The T allele in rs1768208 located in or near the myelin oligodendrocyte basic protein gene (MOBP) is a risk factor for frontotemporal degeneration pathology. We evaluated the hypothesis that the presence of a T allele in rs1768208 will be associated with rate of cognitive decline in behavioral variant frontotemporal degeneration (bvFTD) related to compromised frontal networks. We studied 81 individuals clinically diagnosed with bvFTD who were genotyped for rs1768208 and coded using a dominant model reflecting the presence (i.e., MOBP +) or absence (MOBP −) of the T risk allele. Linear mixed-effects models assessed the association of genotype on neuropsychological performance over time. Regression analyses examined differences in network structure by MOBP genotype. We found a genotype by time interaction for declining cognitive performance, whereby MOBP + individuals demonstrated faster rates of decline in executive function. The presence of a MOBP risk allele was associated with degradation of white matter network features in the frontal lobe. These findings suggest that individual genetic variation may contribute to heterogeneity in clinical progression.
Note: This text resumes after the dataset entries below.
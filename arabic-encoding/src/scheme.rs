use crate::buckwalter::{buckwalter_decoder, buckwalter_encoder};
use crate::decoder::ArabicDecoder;
use crate::encoder::ArabicEncoder;
use crate::error::{EncodingError, Result};
use crate::options::{DecodeMode, EncodingOptions};
use crate::simple::SimpleEncoder;
use crate::unicode::{unicode_decoder, unicode_encoder};
use std::fmt;
use std::str::FromStr;

/// The external encodings Arabic text can be written in.
#[derive(Debug, Clone, Copy, PartialEq, Eq, Hash)]
pub enum EncodingScheme {
    /// Letter and diacritic names. Output only.
    Simple,
    Unicode,
    Buckwalter,
}

impl EncodingScheme {
    pub const ALL: [EncodingScheme; 3] = [
        EncodingScheme::Simple,
        EncodingScheme::Unicode,
        EncodingScheme::Buckwalter,
    ];

    pub const fn name(self) -> &'static str {
        match self {
            EncodingScheme::Simple => "simple",
            EncodingScheme::Unicode => "unicode",
            EncodingScheme::Buckwalter => "buckwalter",
        }
    }

    /// Returns true if text in this scheme can be read back.
    pub const fn has_decoder(self) -> bool {
        !matches!(self, EncodingScheme::Simple)
    }
}

impl fmt::Display for EncodingScheme {
    fn fmt(&self, f: &mut fmt::Formatter<'_>) -> fmt::Result {
        f.write_str(self.name())
    }
}

impl FromStr for EncodingScheme {
    type Err = EncodingError;

    fn from_str(s: &str) -> Result<Self> {
        let name = s.trim();
        Self::ALL
            .into_iter()
            .find(|scheme| scheme.name().eq_ignore_ascii_case(name))
            .ok_or_else(|| EncodingError::InvalidEncodingScheme {
                name: name.to_string(),
            })
    }
}

/// Creates an encoder for `scheme`.
pub fn encoder(scheme: EncodingScheme, options: EncodingOptions) -> Box<dyn ArabicEncoder + Send + Sync> {
    match scheme {
        EncodingScheme::Simple => Box::new(SimpleEncoder),
        EncodingScheme::Unicode => Box::new(unicode_encoder(options)),
        EncodingScheme::Buckwalter => Box::new(buckwalter_encoder(options)),
    }
}

/// Creates a decoder for `scheme`.
///
/// Fails with [`EncodingError::InvalidEncodingScheme`] for the simple
/// encoding, which cannot be read back.
pub fn decoder(scheme: EncodingScheme, mode: DecodeMode) -> Result<Box<dyn ArabicDecoder + Send + Sync>> {
    match scheme {
        EncodingScheme::Unicode => Ok(Box::new(unicode_decoder(mode))),
        EncodingScheme::Buckwalter => Ok(Box::new(buckwalter_decoder(mode))),
        EncodingScheme::Simple => {
            tracing::debug!(%scheme, "scheme has no decoder");
            Err(EncodingError::InvalidEncodingScheme {
                name: scheme.to_string(),
            })
        }
    }
}
use crate::error::{OrthographyError, Result};
use crate::location::Location;
use crate::verse::Verse;
use arabic_text::ArabicText;
use std::fmt;
use std::sync::OnceLock;
use tracing::debug;

/// A chapter with its numbered verses.
#[derive(Debug, Clone)]
pub struct Chapter {
    location: Location,
    name: ArabicText,
    bismillah: Option<ArabicText>,
    verses: Vec<Verse>,
    token_count: OnceLock<usize>,
}

impl Chapter {
    /// Creates a chapter from verses numbered `1..=n` in order.
    ///
    /// `bismillah` is the opening phrase read before the first verse, absent
    /// for chapters that do not have one.
    pub fn new(
        number: usize,
        name: ArabicText,
        bismillah: Option<ArabicText>,
        verses: Vec<Verse>,
    ) -> Result<Self> {
        let location = Location::chapter(number)?;
        for (index, verse) in verses.iter().enumerate() {
            if verse.chapter_number() != number {
                return Err(OrthographyError::InvalidChapterNumber {
                    number: verse.chapter_number(),
                });
            }
            if verse.verse_number() != index + 1 {
                return Err(OrthographyError::InvalidVerseNumber {
                    chapter: number,
                    verse: verse.verse_number(),
                });
            }
        }
        debug!(chapter = number, verses = verses.len(), "chapter created");
        Ok(Self {
            location,
            name,
            bismillah,
            verses,
            token_count: OnceLock::new(),
        })
    }

    pub fn location(&self) -> Location {
        self.location
    }

    pub fn chapter_number(&self) -> usize {
        self.location.chapter_number()
    }

    pub fn name(&self) -> &ArabicText {
        &self.name
    }

    pub fn bismillah(&self) -> Option<&ArabicText> {
        self.bismillah.as_ref()
    }

    pub fn verse_count(&self) -> usize {
        self.verses.len()
    }

    /// Total number of tokens over all verses, computed on first use.
    pub fn token_count(&self) -> usize {
        *self
            .token_count
            .get_or_init(|| self.verses.iter().map(Verse::token_count).sum())
    }

    /// Returns verse `number`, counting from 1.
    pub fn verse(&self, number: usize) -> Result<&Verse> {
        number
            .checked_sub(1)
            .and_then(|index| self.verses.get(index))
            .ok_or(OrthographyError::InvalidVerseNumber {
                chapter: self.chapter_number(),
                verse: number,
            })
    }

    /// Returns the verse addressed by `location`, which must lie in this chapter.
    pub fn verse_at(&self, location: &Location) -> Result<&Verse> {
        if location.chapter_number() != self.chapter_number() {
            return Err(OrthographyError::InvalidChapterNumber {
                number: location.chapter_number(),
            });
        }
        self.verse(location.verse_number())
    }

    pub fn verses(&self) -> std::slice::Iter<'_, Verse> {
        self.verses.iter()
    }
}

impl PartialEq for Chapter {
    fn eq(&self, other: &Self) -> bool {
        self.location == other.location
            && self.name == other.name
            && self.bismillah == other.bismillah
            && self.verses == other.verses
    }
}

impl Eq for Chapter {}

impl fmt::Display for Chapter {
    fn fmt(&self, f: &mut fmt::Formatter<'_>) -> fmt::Result {
        write!(f, "Chapter {}", self.chapter_number())
    }
}

impl<'a> IntoIterator for &'a Chapter {
    type Item = &'a Verse;
    type IntoIter = std::slice::Iter<'a, Verse>;

    fn into_iter(self) -> Self::IntoIter {
        self.verses()
    }
}
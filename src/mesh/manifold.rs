//! Manifold topology checks and winding repair.

use crate::mesh::{Edge, Mesh};
use hashbrown::HashMap;
use std::collections::VecDeque;
use std::fmt::Debug;

/// Summary of the edge/vertex topology of a mesh.
#[derive(Debug, Clone, PartialEq, Eq)]
pub struct ManifoldAnalysis {
    /// Edges used by exactly one polygon
    pub boundary_edges: usize,
    /// Edges used by three or more polygons
    pub non_manifold_edges: usize,
    /// Vertices no polygon references
    pub isolated_vertices: usize,
    /// Every interior edge is walked in opposite directions by its two polygons
    pub consistent_orientation: bool,
    /// Number of edge-connected polygon shells
    pub connected_components: usize,
    pub is_manifold: bool,
}

impl<S: Clone + Send + Sync + Debug> Mesh<S> {
    /// Edge-based topology report.
    pub fn analyze_manifold(&self) -> ManifoldAnalysis {
        let counts = self.edge_face_counts();
        let boundary_edges = counts.values().filter(|&&c| c == 1).count();
        let non_manifold_edges = counts.values().filter(|&&c| c > 2).count();

        let mut referenced = vec![false; self.vertices.len()];
        for polygon in &self.polygons {
            for &i in &polygon.indices {
                referenced[i] = true;
            }
        }
        let isolated_vertices = referenced.iter().filter(|r| !**r).count();

        let mut directed: HashMap<(usize, usize), usize> = HashMap::new();
        for polygon in &self.polygons {
            for edge in polygon.edges() {
                *directed.entry(edge).or_insert(0) += 1;
            }
        }
        let consistent_orientation = counts
            .iter()
            .filter(|&(_, &c)| c == 2)
            .all(|(e, _)| {
                directed.get(&(e.0, e.1)) == Some(&1) && directed.get(&(e.1, e.0)) == Some(&1)
            });

        let connected_components = self.shells().len();

        ManifoldAnalysis {
            boundary_edges,
            non_manifold_edges,
            isolated_vertices,
            consistent_orientation,
            connected_components,
            is_manifold: boundary_edges == 0 && non_manifold_edges == 0 && consistent_orientation,
        }
    }

    /// Non-empty, and every edge borders exactly two polygons.
    pub fn is_closed(&self) -> bool {
        !self.polygons.is_empty() && self.edge_face_counts().values().all(|&c| c == 2)
    }

    /// Edges bordering any number of polygons other than two, sorted.
    pub fn non_manifold_edges(&self) -> Vec<Edge> {
        let mut edges: Vec<Edge> = self
            .edge_face_counts()
            .into_iter()
            .filter(|&(_, c)| c != 2)
            .map(|(e, _)| e)
            .collect();
        edges.sort_unstable();
        edges
    }

    /// Polygon indices grouped into shells joined by two-polygon edges.
    pub fn shells(&self) -> Vec<Vec<usize>> {
        let adjacency = self.manifold_adjacency();
        let mut seen = vec![false; self.polygons.len()];
        let mut shells = Vec::new();
        for seed in 0..self.polygons.len() {
            if seen[seed] {
                continue;
            }
            seen[seed] = true;
            let mut shell = vec![seed];
            let mut queue = VecDeque::from([seed]);
            while let Some(p) = queue.pop_front() {
                for &(q, _) in &adjacency[p] {
                    if !seen[q] {
                        seen[q] = true;
                        shell.push(q);
                        queue.push_back(q);
                    }
                }
            }
            shells.push(shell);
        }
        shells
    }

    /// Make every shell's winding agree across shared edges, then turn each
    /// shell outward so its signed volume is positive. Planes and vertex
    /// normals are recomputed. Returns the number of polygons flipped.
    pub fn make_normals_consistent(&mut self) -> usize {
        let adjacency = self.manifold_adjacency();
        let mut flip = vec![false; self.polygons.len()];
        let mut seen = vec![false; self.polygons.len()];

        for seed in 0..self.polygons.len() {
            if seen[seed] {
                continue;
            }
            seen[seed] = true;
            let mut shell = vec![seed];
            let mut queue = VecDeque::from([seed]);

            while let Some(p) = queue.pop_front() {
                for &(q, edge) in &adjacency[p] {
                    if seen[q] {
                        continue;
                    }
                    // Direction p walks the shared edge once its own flip is applied
                    let p_forward = self.polygons[p].has_directed_edge(edge.0, edge.1);
                    let p_walks_forward = p_forward != flip[p];
                    // q must walk it the other way
                    let q_forward = self.polygons[q].has_directed_edge(edge.0, edge.1);
                    flip[q] = q_forward == p_walks_forward;
                    seen[q] = true;
                    shell.push(q);
                    queue.push_back(q);
                }
            }

            let volume: crate::float_types::Real = shell
                .iter()
                .map(|&p| {
                    let term = self.polygon_volume_term(&self.polygons[p].indices);
                    if flip[p] { -term } else { term }
                })
                .sum();
            if volume < 0.0 {
                for &p in &shell {
                    flip[p] = !flip[p];
                }
            }
        }

        let mut flipped = 0;
        for (polygon, f) in self.polygons.iter_mut().zip(&flip) {
            if *f {
                polygon.flip();
                flipped += 1;
            }
        }
        self.renormalize();
        flipped
    }

    /// For each polygon, its neighbours across edges shared by exactly two polygons.
    fn manifold_adjacency(&self) -> Vec<Vec<(usize, Edge)>> {
        let mut owners: HashMap<Edge, Vec<usize>> = HashMap::new();
        for (p, polygon) in self.polygons.iter().enumerate() {
            for (a, b) in polygon.edges() {
                owners.entry(Edge::new(a, b)).or_default().push(p);
            }
        }
        let mut adjacency = vec![Vec::new(); self.polygons.len()];
        for (edge, polys) in owners {
            if let &[p, q] = polys.as_slice() {
                if p != q {
                    adjacency[p].push((q, edge));
                    adjacency[q].push((p, edge));
                }
            }
        }
        adjacency
    }
}
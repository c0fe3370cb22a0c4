//! Octant bookkeeping and the placement of the eight cutting volumes.

use crate::float_types::{Real, parry3d::bounding_volume::Aabb};
use crate::mesh::Mesh;
use nalgebra::{Point3, Vector3};
use std::fmt::{self, Debug};

/// A coordinate axis.
#[derive(Debug, Clone, Copy, PartialEq, Eq, Hash)]
pub enum Axis {
    X,
    Y,
    Z,
}

impl Axis {
    pub const ALL: [Axis; 3] = [Axis::X, Axis::Y, Axis::Z];

    pub const fn index(self) -> usize {
        match self {
            Axis::X => 0,
            Axis::Y => 1,
            Axis::Z => 2,
        }
    }

    pub fn unit(self) -> Vector3<Real> {
        match self {
            Axis::X => Vector3::x(),
            Axis::Y => Vector3::y(),
            Axis::Z => Vector3::z(),
        }
    }

    /// The two other axes, in cyclic order.
    pub const fn cross_axes(self) -> [Axis; 2] {
        match self {
            Axis::X => [Axis::Y, Axis::Z],
            Axis::Y => [Axis::Z, Axis::X],
            Axis::Z => [Axis::X, Axis::Y],
        }
    }
}

impl fmt::Display for Axis {
    fn fmt(&self, f: &mut fmt::Formatter<'_>) -> fmt::Result {
        let name = match self {
            Axis::X => "X",
            Axis::Y => "Y",
            Axis::Z => "Z",
        };
        f.write_str(name)
    }
}

/// One of the eight sign combinations of the three axes.
#[derive(Debug, Clone, Copy, PartialEq, Eq, Hash)]
pub struct OctantDescriptor {
    /// Position in [`OCTANTS`]
    pub index: usize,
    /// `+1` or `-1` per axis
    pub signs: [i8; 3],
}

/// All octants in processing order.
pub const OCTANTS: [OctantDescriptor; 8] = [
    OctantDescriptor::new(0, [1, 1, 1]),
    OctantDescriptor::new(1, [1, 1, -1]),
    OctantDescriptor::new(2, [1, -1, 1]),
    OctantDescriptor::new(3, [1, -1, -1]),
    OctantDescriptor::new(4, [-1, 1, 1]),
    OctantDescriptor::new(5, [-1, 1, -1]),
    OctantDescriptor::new(6, [-1, -1, 1]),
    OctantDescriptor::new(7, [-1, -1, -1]),
];

impl OctantDescriptor {
    pub const fn new(index: usize, signs: [i8; 3]) -> Self {
        Self { index, signs }
    }

    pub fn sign(&self, axis: Axis) -> Real {
        Real::from(self.signs[axis.index()])
    }

    pub fn sign_vector(&self) -> Vector3<Real> {
        Vector3::new(self.sign(Axis::X), self.sign(Axis::Y), self.sign(Axis::Z))
    }

    pub const fn is_left(&self) -> bool {
        self.signs[0] < 0
    }

    pub const fn is_back(&self) -> bool {
        self.signs[1] < 0
    }

    pub const fn is_top(&self) -> bool {
        self.signs[2] > 0
    }

    /// Human readable name such as `left_back_bottom`.
    pub const fn name(&self) -> &'static str {
        match (self.is_left(), self.is_back(), self.is_top()) {
            (false, false, true) => "right_front_top",
            (false, false, false) => "right_front_bottom",
            (false, true, true) => "right_back_top",
            (false, true, false) => "right_back_bottom",
            (true, false, true) => "left_front_top",
            (true, false, false) => "left_front_bottom",
            (true, true, true) => "left_back_top",
            (true, true, false) => "left_back_bottom",
        }
    }
}

impl fmt::Display for OctantDescriptor {
    fn fmt(&self, f: &mut fmt::Formatter<'_>) -> fmt::Result {
        f.write_str(self.name())
    }
}

/// Placement of one octant's cutting box.
#[derive(Debug, Clone, Copy, PartialEq)]
pub struct CuttingVolume {
    pub octant: OctantDescriptor,
    pub center: Point3<Real>,
    /// Full extents of the box, equal to the inflated half size of the model
    pub size: Vector3<Real>,
}

impl CuttingVolume {
    /// The plain box mesh, before any connector is added.
    pub fn to_mesh<S: Clone + Send + Sync + Debug>(&self) -> Mesh<S> {
        Mesh::cuboid(self.center, self.size, None)
    }

    /// Position of the cut plane on `axis`, the face shared with the
    /// neighbouring octant.
    pub fn cut_plane(&self, axis: Axis) -> Real {
        let i = axis.index();
        self.center[i] - self.octant.sign(axis) * self.size[i] * 0.5
    }
}

/// The eight cutting volumes of a model and the box they were derived from.
#[derive(Debug, Clone, PartialEq)]
pub struct Partition {
    pub center: Point3<Real>,
    /// Tight extents of the model
    pub size: Vector3<Real>,
    /// `size / 2 * scale_factor`
    pub half_size: Vector3<Real>,
    pub volumes: [CuttingVolume; 8],
}

/// Derive the cutting volumes from the model bounds.
///
/// Each volume is centred at `center + sign * half_size / 2` with full
/// extents `half_size`, so the eight boxes meet on the three mid-planes and
/// reach past the model by the scale inflation.
pub fn partition(bounds: &Aabb, scale_factor: Real) -> Partition {
    let center = bounds.center();
    let size = bounds.maxs - bounds.mins;
    let half_size = size * 0.5 * scale_factor;

    let volumes = OCTANTS.map(|octant| CuttingVolume {
        octant,
        center: center + octant.sign_vector().component_mul(&half_size) * 0.5,
        size: half_size,
    });

    Partition {
        center,
        size,
        half_size,
        volumes,
    }
}

#[cfg(test)]
mod tests {
    use super::*;

    #[test]
    fn names_and_flags() {
        assert_eq!(OCTANTS[0].name(), "right_front_top");
        assert_eq!(OCTANTS[7].name(), "left_back_bottom");
        assert!(OCTANTS[7].is_left() && OCTANTS[7].is_back() && !OCTANTS[7].is_top());

        let mut names: Vec<_> = OCTANTS.iter().map(|o| o.name()).collect();
        names.sort_unstable();
        names.dedup();
        assert_eq!(names.len(), 8);
    }

    #[test]
    fn unit_cube_partition() {
        let bounds = Aabb::new(Point3::new(-0.5, -0.5, -0.5), Point3::new(0.5, 0.5, 0.5));
        let p = partition(&bounds, 1.1);
        assert!((p.half_size - Vector3::repeat(0.55)).norm() < 1e-12);
        for volume in &p.volumes {
            let expected = volume.octant.sign_vector() * 0.275;
            assert!((volume.center.coords - expected).norm() < 1e-12);
            assert!((volume.size - Vector3::repeat(0.55)).norm() < 1e-12);
            for axis in Axis::ALL {
                assert!(volume.cut_plane(axis).abs() < 1e-12);
            }
        }
    }

    #[test]
    fn partition_is_deterministic() {
        let bounds = Aabb::new(Point3::new(1.0, -2.0, 0.0), Point3::new(4.0, 3.0, 0.5));
        assert_eq!(partition(&bounds, 1.3), partition(&bounds, 1.3));
    }
}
位于或靠近髓鞘少突胶质细胞碱性蛋白基因 ( MOBP)的 rs1768208 中的 T 等位基因是额颞叶退化病理学的危险因素。我们评估了一个假设，即 rs1768208 中 T 等位基因的存在将与额叶网络受损相关的行为变异额颞叶退化 (bvFTD) 的认知下降率相关。我们研究了 81 名临床诊断为 bvFTD 的个体，他们针对 rs1768208 进行了基因分型，并使用反映存在（即MOBP +）或不存在（MOBP - ）的显性模型进行编码T 风险等位基因。线性混合效应模型评估了基因型与神经心理学表现随时间的关联。回归分析通过 MOBP 基因型检查了网络结构的差异。我们通过时间相互作用发现了认知能力下降的基因型，由此MOBP +个体表现出更快的执行功能下降速度。MOBP风险等位基因的存在与额叶中白质网络特征的退化有关。这些发现表明个体遗传变异可能导致临床进展的异质性。